Um zu verhindern, dass andere Nutzerinnen und Nutzer durch das Fotografieren gestört werden, darf nur geräuschlos und ohne Verwendung weiterer Hilfsmittel fotografiert werden. Um den Erhaltungszustand nicht zu gefährden, darf weder mit Blitzlicht fotografiert noch bei gebundenem Archivgut der Falz zusätzlich beschwert werden.“
Da sich die Nutzerin bzw. der Nutzer mit dem Nutzungsantrag zur Einhaltung der Nutzungsordnung verpflichtet, kann auf eine gesonderte Fotografiererlaubnis verzichtet werden, wenn die Nutzungsordnung eine entsprechende Regelung enthält.

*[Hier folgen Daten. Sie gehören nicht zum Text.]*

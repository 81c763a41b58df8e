//! Test fixtures shared by unit tests, integration tests and benchmarks.
//!
//! Addresses are derived from a single byte so that the native form
//! (`cosmos...`) and the expected target form (`like...`) of the same account
//! can be built independently.
//!
//! ```rust
//! use ledger_projector::test_utils::{native_account, target_account};
//! use ledger_projector::domain::address::convert;
//!
//! assert_eq!(convert("like", &native_account(1)).unwrap(), target_account(1));
//! ```

use std::sync::Arc;

use chrono::{DateTime, TimeZone, Utc};
use shared_types::{
    Attribute, ChainDeposit, ChainProposal, ChainValidator, Coin, CommissionRates, Dec,
    Description, Height, MessageLog, MsgCreateValidator, ProposalStatus, StringEvent, Tx,
};

use crate::adapters::{InMemoryChainState, InMemoryStateSink, StaticAvatarResolver};
use crate::dispatch::MessageDispatcher;
use crate::domain::address::encode;
use crate::domain::{AddressConverter, ConsensusPubKey, ProjectorConfig, ProposalContent};
use crate::projectors::{
    BankProjector, GovernanceProjector, StakingProjector, ATTRIBUTE_PROPOSAL_ID,
    EVENT_SUBMIT_PROPOSAL,
};

pub const NATIVE_ACCOUNT_PREFIX: &str = "cosmos";
pub const NATIVE_OPERATOR_PREFIX: &str = "cosmosvaloper";

fn address(prefix: &str, n: u8) -> String {
    match encode(prefix, &[n; 20]) {
        Ok(address) => address,
        Err(e) => panic!("fixture prefix {prefix:?} is invalid: {e}"),
    }
}

pub fn native_account(n: u8) -> String {
    address(NATIVE_ACCOUNT_PREFIX, n)
}

pub fn target_account(n: u8) -> String {
    address("like", n)
}

pub fn native_operator(n: u8) -> String {
    address(NATIVE_OPERATOR_PREFIX, n)
}

pub fn target_operator(n: u8) -> String {
    address("likevaloper", n)
}

/// A transaction whose message logs are given as `(msg_index, events)`.
pub fn tx_with_events(height: Height, logs: Vec<(usize, Vec<StringEvent>)>) -> Tx {
    let logs = logs
        .into_iter()
        .map(|(msg_index, events)| MessageLog { msg_index, events })
        .collect();
    Tx::new(format!("TX{height:08}"), height, logs)
}

pub fn submit_proposal_event(proposal_id: &str) -> StringEvent {
    StringEvent::new(
        EVENT_SUBMIT_PROPOSAL,
        vec![
            Attribute::new(ATTRIBUTE_PROPOSAL_ID, proposal_id),
            Attribute::new("proposal_type", "Text"),
        ],
    )
}

pub fn transfer_event() -> StringEvent {
    StringEvent::new("transfer", vec![Attribute::new("amount", "1nanolike")])
}

pub fn edit_validator_event() -> StringEvent {
    StringEvent::new("edit_validator", vec![])
}

pub fn text_content(title: &str) -> ProposalContent {
    ProposalContent::Text {
        title: title.to_string(),
        description: format!("{title} description"),
    }
}

fn at(secs: i64) -> DateTime<Utc> {
    match Utc.timestamp_opt(secs, 0).single() {
        Some(time) => time,
        None => panic!("fixture timestamp {secs} out of range"),
    }
}

/// A proposal in its voting period with fixed timestamps.
pub fn chain_proposal(proposal_id: u64, content: ProposalContent) -> ChainProposal {
    ChainProposal {
        proposal_id,
        content: content.to_any(),
        status: ProposalStatus::VotingPeriod,
        submit_time: at(1_600_000_000),
        deposit_end_time: at(1_601_209_600),
        total_deposit: vec![Coin::new(1000, "nanolike")],
        voting_start_time: at(1_600_000_000),
        voting_end_time: at(1_601_209_600),
    }
}

pub fn chain_deposit(proposal_id: u64, depositor: String, amount: u128) -> ChainDeposit {
    ChainDeposit {
        proposal_id,
        depositor,
        amount: vec![Coin::new(amount, "nanolike")],
    }
}

pub fn commission() -> CommissionRates {
    CommissionRates {
        rate: Dec::percent(10),
        max_rate: Dec::percent(20),
        max_change_rate: Dec::percent(1),
    }
}

pub fn description(n: u8, identity: &str) -> Description {
    Description {
        moniker: format!("validator-{n}"),
        identity: identity.to_string(),
        ..Description::default()
    }
}

/// Validator `n` with ed25519 key `[n; 32]`.
pub fn create_validator_msg(n: u8, identity: &str) -> MsgCreateValidator {
    MsgCreateValidator {
        description: description(n, identity),
        commission: commission(),
        min_self_delegation: 1,
        delegator_address: native_account(n),
        validator_address: native_operator(n),
        pubkey: ConsensusPubKey::Ed25519([n; 32]).to_any(),
        value: Coin::new(1_000_000, "nanolike"),
    }
}

pub fn chain_validator(n: u8) -> ChainValidator {
    ChainValidator {
        operator_address: native_operator(n),
        consensus_pubkey: ConsensusPubKey::Ed25519([n; 32]).to_any(),
        description: description(n, ""),
        commission: commission(),
        min_self_delegation: 1,
    }
}

/// In-memory ports wired to projectors under the default target prefixes.
pub struct Harness {
    pub config: ProjectorConfig,
    pub chain: Arc<InMemoryChainState>,
    pub sink: Arc<InMemoryStateSink>,
    pub avatars: Arc<StaticAvatarResolver>,
}

impl Harness {
    pub fn new() -> Self {
        Self {
            config: ProjectorConfig::default(),
            chain: Arc::new(InMemoryChainState::new()),
            sink: Arc::new(InMemoryStateSink::new()),
            avatars: Arc::new(StaticAvatarResolver::new()),
        }
    }

    pub fn addresses(&self) -> AddressConverter {
        AddressConverter::new(self.config.prefixes.clone())
    }

    pub fn governance(&self) -> GovernanceProjector {
        GovernanceProjector::new(self.chain.clone(), self.sink.clone(), self.addresses())
    }

    pub fn staking(&self) -> StakingProjector {
        StakingProjector::new(
            self.chain.clone(),
            self.sink.clone(),
            self.avatars.clone(),
            self.addresses(),
        )
    }

    pub fn bank(&self) -> BankProjector {
        BankProjector::new(self.chain.clone(), self.sink.clone(), self.addresses())
    }

    pub fn dispatcher(&self) -> MessageDispatcher {
        match MessageDispatcher::new(
            &self.config,
            self.chain.clone(),
            self.sink.clone(),
            self.avatars.clone(),
        ) {
            Ok(dispatcher) => dispatcher,
            Err(e) => panic!("harness config is invalid: {e}"),
        }
    }
}

impl Default for Harness {
    fn default() -> Self {
        Self::new()
    }
}
//! # Ledger Projector Test Suite
//!
//! ## Structure
//!
//! ```text
//! tests/
//! ├── src/integration/   # Multi-message flows through the dispatcher
//! │   ├── flows.rs       # Proposal lifecycle, blocks with failed txs
//! │   └── genesis.rs     # Genesis validators, later edits
//! └── benches/           # criterion benchmarks
//! ```
//!
//! ## Running Tests
//!
//! ```bash
//! cargo test -p projector-tests
//! cargo bench -p projector-tests
//! ```

pub mod integration;
//! # Adapters Layer
//!
//! Implementations of the outbound ports.
//!
//! - `InMemoryChainState`: height-pinned snapshots for tests and replays
//! - `InMemoryStateSink`: upserting tables with failure injection
//! - `KeybaseAvatarResolver`: the keybase user lookup API
//! - `StaticAvatarResolver`: fixed identity table

pub mod keybase;
pub mod memory_chain;
pub mod memory_sink;
pub mod static_avatar;

pub use keybase::KeybaseAvatarResolver;
pub use memory_chain::InMemoryChainState;
pub use memory_sink::{InMemoryStateSink, Table};
pub use static_avatar::StaticAvatarResolver;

Eine wichtige Einschränkung stellt Archivgut dar, das noch archivrechtlichen Schutzfristen unterliegt. Hier dürfen Reproduktionen nur nach Genehmigung eines Schutzfristverkürzungsantrags hergestellt werden. Diese Ausnahmegenehmigung muss durch das Archiv kontrollierbar bleiben, weshalb Reprografien hier nur durch das Archiv und den Auflagen des Schutzfristverkürzungsbescheids entsprechend angefertigt und ausgegeben werden dürfen.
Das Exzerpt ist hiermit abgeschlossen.